WORK ORDER:
The expected response is a copy of every line in the entries below that includes the word "ArtifactMetadataRepr".

Stored dataset items:
━━━━━━━━━━━━━━━━
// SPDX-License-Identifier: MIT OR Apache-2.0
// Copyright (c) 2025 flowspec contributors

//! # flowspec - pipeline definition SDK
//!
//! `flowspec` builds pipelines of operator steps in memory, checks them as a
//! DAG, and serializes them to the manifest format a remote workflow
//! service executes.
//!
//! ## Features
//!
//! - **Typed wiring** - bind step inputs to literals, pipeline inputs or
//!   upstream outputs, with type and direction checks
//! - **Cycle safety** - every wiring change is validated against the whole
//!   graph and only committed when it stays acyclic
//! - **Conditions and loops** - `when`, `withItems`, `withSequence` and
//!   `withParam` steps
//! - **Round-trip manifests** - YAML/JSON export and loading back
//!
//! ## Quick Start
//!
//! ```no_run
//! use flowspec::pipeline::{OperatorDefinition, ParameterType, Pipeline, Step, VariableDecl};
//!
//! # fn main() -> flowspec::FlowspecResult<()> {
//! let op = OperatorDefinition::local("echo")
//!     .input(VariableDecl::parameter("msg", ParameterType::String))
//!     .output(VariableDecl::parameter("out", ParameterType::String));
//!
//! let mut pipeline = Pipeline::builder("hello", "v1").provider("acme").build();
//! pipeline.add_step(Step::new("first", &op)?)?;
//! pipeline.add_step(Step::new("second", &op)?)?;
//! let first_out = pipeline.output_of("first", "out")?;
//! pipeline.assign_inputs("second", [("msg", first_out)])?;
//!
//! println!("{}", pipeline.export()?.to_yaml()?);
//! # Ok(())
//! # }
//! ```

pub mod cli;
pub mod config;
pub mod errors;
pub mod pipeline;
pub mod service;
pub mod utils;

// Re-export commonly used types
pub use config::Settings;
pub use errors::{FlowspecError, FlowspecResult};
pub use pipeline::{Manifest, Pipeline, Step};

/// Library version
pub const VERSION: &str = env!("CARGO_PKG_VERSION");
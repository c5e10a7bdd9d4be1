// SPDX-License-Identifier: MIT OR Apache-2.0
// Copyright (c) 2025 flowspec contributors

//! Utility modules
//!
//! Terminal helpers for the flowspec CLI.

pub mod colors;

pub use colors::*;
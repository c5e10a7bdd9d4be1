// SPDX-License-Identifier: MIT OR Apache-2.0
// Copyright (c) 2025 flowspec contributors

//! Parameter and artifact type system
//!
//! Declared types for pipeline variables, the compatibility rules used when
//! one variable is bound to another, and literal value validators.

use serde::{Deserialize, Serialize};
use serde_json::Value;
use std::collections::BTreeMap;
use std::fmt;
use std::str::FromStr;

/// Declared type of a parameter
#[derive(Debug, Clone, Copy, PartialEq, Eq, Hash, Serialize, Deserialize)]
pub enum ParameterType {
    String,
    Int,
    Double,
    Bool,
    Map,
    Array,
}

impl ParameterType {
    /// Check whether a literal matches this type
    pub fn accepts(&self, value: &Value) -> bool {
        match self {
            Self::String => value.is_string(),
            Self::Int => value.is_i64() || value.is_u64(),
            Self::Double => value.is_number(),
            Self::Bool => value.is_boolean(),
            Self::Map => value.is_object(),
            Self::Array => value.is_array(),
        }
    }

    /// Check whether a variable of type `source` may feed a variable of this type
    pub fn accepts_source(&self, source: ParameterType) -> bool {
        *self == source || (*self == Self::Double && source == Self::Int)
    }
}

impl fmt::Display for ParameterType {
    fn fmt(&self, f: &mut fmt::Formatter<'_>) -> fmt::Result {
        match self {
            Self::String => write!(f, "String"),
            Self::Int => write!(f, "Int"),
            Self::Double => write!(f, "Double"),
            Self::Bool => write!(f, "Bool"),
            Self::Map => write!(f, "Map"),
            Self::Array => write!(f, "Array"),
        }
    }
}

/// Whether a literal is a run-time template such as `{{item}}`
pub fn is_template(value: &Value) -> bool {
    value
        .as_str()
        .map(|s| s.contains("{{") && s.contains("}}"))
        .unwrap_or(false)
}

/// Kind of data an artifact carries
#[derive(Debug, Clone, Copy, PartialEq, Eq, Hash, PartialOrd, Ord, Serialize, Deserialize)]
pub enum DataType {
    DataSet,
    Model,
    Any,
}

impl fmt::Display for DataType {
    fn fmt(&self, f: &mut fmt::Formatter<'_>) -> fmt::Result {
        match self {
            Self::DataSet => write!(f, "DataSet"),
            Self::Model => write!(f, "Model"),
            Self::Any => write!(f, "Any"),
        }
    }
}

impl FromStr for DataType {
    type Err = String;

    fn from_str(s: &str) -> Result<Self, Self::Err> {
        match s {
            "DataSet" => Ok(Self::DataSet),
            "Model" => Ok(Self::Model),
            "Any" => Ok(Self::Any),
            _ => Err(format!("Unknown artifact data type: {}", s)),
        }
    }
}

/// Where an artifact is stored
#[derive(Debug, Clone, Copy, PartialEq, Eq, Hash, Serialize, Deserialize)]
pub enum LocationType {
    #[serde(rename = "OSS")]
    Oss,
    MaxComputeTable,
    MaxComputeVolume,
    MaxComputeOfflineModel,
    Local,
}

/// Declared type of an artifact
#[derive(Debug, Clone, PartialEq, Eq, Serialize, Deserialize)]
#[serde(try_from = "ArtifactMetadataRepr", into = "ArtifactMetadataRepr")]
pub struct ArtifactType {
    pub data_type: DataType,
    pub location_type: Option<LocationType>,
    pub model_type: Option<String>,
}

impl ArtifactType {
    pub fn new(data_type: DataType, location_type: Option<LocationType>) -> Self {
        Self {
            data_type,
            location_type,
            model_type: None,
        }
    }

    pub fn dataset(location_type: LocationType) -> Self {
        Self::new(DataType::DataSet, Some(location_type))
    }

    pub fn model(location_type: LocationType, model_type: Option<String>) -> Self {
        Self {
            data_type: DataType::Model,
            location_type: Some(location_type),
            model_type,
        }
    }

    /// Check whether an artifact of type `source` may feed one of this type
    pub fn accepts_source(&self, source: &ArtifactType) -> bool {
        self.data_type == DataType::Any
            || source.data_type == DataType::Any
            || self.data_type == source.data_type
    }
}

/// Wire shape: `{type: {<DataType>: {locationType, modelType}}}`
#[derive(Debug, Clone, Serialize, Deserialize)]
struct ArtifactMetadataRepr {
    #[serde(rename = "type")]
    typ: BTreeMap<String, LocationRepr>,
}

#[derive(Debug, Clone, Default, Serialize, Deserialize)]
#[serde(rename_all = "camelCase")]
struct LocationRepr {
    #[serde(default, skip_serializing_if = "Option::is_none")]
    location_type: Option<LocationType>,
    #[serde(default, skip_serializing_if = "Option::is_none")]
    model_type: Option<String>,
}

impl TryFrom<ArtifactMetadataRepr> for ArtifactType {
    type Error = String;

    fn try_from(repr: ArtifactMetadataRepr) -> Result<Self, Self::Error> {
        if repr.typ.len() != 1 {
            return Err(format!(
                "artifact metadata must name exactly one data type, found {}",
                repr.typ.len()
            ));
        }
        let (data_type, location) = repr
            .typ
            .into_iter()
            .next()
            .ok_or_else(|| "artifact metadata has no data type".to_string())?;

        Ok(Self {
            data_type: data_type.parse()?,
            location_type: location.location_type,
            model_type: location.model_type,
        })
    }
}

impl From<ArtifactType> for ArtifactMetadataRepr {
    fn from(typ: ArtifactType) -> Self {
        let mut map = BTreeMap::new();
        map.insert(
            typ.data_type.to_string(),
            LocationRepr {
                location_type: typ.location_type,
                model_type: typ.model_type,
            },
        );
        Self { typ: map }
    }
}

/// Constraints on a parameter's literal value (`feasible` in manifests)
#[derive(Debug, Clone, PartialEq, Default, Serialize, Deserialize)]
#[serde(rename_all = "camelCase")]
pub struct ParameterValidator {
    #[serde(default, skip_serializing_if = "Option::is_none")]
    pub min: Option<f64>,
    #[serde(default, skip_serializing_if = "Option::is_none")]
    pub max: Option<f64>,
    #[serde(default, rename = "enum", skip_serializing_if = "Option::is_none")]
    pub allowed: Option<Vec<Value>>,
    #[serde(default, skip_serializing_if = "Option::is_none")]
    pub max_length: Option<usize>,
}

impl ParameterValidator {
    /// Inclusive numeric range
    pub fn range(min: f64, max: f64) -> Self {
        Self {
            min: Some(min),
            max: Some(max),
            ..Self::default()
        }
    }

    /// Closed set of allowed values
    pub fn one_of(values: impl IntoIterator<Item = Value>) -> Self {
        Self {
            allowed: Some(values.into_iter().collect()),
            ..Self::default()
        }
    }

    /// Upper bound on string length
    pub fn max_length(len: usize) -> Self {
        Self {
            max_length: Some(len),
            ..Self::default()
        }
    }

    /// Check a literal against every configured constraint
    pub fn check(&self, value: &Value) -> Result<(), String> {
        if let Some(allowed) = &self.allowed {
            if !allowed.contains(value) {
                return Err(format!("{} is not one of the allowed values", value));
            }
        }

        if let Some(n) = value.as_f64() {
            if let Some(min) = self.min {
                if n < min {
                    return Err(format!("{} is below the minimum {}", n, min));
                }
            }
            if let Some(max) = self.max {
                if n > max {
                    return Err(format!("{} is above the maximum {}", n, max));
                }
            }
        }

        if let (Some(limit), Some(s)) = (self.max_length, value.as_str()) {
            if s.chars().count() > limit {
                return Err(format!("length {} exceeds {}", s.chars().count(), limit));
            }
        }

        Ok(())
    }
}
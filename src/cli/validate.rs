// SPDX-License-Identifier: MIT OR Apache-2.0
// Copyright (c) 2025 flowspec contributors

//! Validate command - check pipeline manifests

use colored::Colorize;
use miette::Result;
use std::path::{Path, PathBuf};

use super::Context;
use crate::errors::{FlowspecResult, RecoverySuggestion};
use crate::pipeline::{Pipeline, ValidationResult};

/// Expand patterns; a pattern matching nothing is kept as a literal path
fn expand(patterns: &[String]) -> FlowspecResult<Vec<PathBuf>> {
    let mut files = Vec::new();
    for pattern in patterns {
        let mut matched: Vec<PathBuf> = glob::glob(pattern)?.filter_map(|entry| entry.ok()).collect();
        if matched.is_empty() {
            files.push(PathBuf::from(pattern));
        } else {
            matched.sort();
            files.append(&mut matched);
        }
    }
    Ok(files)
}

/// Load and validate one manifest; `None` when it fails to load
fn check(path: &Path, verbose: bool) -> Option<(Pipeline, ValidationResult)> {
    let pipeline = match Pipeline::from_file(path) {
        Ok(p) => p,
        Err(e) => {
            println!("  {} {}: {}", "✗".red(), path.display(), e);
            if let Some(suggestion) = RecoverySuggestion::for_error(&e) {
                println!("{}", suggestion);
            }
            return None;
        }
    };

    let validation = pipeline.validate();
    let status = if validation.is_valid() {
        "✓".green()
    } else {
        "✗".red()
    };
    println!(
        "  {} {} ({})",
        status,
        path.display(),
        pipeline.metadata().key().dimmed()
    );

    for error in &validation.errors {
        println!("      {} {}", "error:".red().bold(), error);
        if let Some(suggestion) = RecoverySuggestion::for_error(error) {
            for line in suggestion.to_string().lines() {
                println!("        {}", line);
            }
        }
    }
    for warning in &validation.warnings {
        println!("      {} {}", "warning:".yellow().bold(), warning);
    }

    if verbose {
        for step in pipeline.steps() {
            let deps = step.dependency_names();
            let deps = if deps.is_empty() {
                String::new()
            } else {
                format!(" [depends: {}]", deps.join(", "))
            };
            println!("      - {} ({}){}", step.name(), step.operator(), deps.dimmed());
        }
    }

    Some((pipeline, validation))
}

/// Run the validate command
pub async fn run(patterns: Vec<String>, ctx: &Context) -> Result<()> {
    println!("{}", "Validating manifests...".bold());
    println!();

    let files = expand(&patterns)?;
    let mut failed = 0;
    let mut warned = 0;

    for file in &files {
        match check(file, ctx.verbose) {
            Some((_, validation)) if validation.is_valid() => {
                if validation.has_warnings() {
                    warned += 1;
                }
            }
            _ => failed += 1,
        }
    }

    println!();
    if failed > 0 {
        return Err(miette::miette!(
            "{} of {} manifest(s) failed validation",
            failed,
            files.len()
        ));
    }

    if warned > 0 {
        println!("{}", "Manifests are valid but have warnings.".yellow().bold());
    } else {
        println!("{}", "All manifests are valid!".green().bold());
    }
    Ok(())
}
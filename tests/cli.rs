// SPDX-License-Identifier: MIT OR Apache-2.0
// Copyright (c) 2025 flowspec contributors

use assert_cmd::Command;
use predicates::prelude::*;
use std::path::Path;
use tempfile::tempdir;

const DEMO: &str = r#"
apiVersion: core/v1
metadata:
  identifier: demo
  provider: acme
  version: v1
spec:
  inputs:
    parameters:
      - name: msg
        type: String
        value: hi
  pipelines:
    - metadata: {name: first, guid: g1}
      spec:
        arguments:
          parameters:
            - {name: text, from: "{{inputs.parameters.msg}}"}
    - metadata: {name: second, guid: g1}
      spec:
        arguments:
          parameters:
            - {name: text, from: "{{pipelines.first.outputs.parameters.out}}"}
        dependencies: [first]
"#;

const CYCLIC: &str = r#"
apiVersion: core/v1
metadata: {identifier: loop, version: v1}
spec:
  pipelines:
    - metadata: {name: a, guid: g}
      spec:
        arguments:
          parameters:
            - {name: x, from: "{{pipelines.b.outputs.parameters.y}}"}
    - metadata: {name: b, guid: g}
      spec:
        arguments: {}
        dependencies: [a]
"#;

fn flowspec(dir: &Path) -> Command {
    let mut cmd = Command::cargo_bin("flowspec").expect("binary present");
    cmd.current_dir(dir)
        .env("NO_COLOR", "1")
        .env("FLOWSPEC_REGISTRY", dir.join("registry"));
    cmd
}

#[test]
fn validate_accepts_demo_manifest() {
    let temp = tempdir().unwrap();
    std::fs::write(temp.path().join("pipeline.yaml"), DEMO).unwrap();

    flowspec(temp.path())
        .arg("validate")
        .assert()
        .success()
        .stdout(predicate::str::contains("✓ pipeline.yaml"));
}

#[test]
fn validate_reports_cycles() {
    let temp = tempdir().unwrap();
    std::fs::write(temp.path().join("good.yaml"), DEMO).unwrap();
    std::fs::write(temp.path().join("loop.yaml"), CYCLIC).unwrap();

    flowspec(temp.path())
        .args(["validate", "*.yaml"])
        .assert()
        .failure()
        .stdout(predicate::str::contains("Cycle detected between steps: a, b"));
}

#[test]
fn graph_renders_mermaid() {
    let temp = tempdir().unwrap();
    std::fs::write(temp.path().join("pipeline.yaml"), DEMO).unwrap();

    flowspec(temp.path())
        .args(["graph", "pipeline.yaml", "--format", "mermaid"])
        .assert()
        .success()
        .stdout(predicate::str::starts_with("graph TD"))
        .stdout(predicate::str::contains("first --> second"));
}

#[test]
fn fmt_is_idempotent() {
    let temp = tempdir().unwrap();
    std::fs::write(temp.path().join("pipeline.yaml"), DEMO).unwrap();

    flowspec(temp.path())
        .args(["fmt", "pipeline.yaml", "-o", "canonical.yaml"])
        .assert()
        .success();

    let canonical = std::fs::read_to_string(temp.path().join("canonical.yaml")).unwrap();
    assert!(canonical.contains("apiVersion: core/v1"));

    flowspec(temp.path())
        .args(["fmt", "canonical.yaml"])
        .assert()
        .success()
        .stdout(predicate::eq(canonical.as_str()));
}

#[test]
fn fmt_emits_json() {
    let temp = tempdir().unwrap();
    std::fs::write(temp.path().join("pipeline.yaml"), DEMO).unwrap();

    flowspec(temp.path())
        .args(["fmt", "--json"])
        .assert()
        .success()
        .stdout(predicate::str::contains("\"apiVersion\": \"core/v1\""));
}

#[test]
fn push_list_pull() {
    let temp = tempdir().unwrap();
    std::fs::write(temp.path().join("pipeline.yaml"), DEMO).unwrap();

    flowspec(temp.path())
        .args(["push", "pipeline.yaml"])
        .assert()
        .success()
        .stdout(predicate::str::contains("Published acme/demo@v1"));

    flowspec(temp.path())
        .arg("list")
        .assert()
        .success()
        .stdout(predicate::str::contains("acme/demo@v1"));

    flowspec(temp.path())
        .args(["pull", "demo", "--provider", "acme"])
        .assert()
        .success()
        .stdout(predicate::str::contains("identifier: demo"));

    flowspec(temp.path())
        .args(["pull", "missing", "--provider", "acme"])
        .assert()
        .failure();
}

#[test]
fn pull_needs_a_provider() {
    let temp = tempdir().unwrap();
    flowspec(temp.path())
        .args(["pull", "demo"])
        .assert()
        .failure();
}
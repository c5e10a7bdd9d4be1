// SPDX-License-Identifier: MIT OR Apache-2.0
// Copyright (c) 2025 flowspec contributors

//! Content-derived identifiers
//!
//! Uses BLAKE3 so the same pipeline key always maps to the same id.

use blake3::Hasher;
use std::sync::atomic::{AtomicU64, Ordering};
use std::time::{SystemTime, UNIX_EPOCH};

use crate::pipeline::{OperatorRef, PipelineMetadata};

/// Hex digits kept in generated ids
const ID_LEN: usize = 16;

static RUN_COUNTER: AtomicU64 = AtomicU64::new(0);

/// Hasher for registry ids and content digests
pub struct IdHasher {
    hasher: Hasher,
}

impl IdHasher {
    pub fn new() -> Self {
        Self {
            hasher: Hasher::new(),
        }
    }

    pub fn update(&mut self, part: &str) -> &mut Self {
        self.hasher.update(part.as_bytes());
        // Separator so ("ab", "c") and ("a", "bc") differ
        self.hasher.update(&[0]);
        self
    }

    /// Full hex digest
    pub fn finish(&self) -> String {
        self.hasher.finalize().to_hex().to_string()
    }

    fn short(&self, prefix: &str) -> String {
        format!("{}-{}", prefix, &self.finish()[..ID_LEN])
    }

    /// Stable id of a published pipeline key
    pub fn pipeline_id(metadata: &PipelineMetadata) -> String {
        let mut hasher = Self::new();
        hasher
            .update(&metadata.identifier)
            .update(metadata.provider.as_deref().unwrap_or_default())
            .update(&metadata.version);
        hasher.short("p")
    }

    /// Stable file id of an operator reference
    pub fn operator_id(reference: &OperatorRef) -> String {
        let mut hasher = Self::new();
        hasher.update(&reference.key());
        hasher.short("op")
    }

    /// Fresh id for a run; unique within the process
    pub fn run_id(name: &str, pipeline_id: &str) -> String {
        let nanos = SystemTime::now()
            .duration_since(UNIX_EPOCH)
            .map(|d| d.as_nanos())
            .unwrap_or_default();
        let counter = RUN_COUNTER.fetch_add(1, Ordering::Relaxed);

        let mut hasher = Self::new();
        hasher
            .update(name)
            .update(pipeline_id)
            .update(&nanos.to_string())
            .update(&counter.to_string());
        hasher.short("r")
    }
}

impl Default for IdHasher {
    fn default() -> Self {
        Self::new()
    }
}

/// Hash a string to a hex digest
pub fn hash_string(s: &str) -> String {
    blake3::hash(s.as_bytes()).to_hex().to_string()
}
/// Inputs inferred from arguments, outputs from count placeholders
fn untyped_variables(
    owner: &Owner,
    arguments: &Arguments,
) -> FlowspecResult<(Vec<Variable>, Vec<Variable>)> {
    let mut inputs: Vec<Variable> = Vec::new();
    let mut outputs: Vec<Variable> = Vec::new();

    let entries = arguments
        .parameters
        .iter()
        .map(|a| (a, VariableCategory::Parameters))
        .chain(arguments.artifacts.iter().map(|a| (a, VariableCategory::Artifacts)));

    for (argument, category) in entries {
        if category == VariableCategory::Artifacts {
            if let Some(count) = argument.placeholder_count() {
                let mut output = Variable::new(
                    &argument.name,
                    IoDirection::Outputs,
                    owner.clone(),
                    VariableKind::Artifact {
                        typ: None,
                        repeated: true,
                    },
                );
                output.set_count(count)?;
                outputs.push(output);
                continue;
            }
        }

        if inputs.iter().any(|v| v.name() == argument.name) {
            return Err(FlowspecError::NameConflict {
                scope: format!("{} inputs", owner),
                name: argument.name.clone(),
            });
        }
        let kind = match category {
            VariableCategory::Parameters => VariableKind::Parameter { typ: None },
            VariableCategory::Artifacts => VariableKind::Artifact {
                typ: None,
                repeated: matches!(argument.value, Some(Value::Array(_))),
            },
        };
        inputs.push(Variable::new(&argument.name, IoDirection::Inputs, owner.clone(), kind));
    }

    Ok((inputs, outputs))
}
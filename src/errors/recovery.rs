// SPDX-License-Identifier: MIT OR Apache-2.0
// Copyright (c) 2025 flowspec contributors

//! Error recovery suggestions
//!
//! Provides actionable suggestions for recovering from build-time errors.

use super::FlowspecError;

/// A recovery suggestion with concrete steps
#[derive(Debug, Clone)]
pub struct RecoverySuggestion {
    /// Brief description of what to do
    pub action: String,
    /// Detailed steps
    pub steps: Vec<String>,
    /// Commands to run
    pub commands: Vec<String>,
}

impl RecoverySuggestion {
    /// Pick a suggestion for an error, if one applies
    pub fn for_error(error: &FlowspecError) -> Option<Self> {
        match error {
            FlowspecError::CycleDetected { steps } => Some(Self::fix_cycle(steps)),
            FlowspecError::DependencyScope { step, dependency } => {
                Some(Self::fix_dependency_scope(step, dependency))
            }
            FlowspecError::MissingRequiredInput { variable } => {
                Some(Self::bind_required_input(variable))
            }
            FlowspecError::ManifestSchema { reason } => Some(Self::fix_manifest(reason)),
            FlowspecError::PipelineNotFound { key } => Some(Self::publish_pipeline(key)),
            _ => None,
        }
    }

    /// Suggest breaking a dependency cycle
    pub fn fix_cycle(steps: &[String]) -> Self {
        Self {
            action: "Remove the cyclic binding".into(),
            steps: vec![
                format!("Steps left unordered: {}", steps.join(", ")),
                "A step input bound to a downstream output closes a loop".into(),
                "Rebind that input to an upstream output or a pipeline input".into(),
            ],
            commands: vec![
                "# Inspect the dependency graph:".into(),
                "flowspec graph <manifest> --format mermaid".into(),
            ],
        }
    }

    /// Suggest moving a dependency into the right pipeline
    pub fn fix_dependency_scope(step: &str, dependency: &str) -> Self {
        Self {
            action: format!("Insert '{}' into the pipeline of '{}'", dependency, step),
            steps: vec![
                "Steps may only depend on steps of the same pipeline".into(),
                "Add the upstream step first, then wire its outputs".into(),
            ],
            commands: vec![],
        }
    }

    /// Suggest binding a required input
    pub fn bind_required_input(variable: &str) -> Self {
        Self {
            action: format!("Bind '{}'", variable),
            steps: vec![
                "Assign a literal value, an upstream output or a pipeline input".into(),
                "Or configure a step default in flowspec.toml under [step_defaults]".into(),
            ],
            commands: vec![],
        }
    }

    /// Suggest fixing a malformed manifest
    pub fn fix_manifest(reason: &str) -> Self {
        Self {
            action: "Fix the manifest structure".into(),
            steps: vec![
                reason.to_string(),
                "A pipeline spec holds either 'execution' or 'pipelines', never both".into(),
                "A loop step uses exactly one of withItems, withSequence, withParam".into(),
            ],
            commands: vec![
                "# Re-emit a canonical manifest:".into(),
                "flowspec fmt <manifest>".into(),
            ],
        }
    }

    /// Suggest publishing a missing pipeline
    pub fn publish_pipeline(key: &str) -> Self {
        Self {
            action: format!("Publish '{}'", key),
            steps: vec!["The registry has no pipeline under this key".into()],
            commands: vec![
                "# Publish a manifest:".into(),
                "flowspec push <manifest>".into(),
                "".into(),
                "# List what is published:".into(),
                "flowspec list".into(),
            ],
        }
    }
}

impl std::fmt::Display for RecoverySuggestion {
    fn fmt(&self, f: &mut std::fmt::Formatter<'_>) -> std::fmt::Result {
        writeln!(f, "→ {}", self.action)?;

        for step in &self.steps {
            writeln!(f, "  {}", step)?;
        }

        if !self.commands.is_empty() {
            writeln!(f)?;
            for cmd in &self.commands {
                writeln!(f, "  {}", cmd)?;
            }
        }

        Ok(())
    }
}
━━━━━━━━━━━━━━━━
SOLUTION BELOW:
#[serde(try_from = "ArtifactMetadataRepr", into = "ArtifactMetadataRepr")]
struct ArtifactMetadataRepr {
impl TryFrom<ArtifactMetadataRepr> for ArtifactType {
    fn try_from(repr: ArtifactMetadataRepr) -> Result<Self, Self::Error> {
impl From<ArtifactType> for ArtifactMetadataRepr {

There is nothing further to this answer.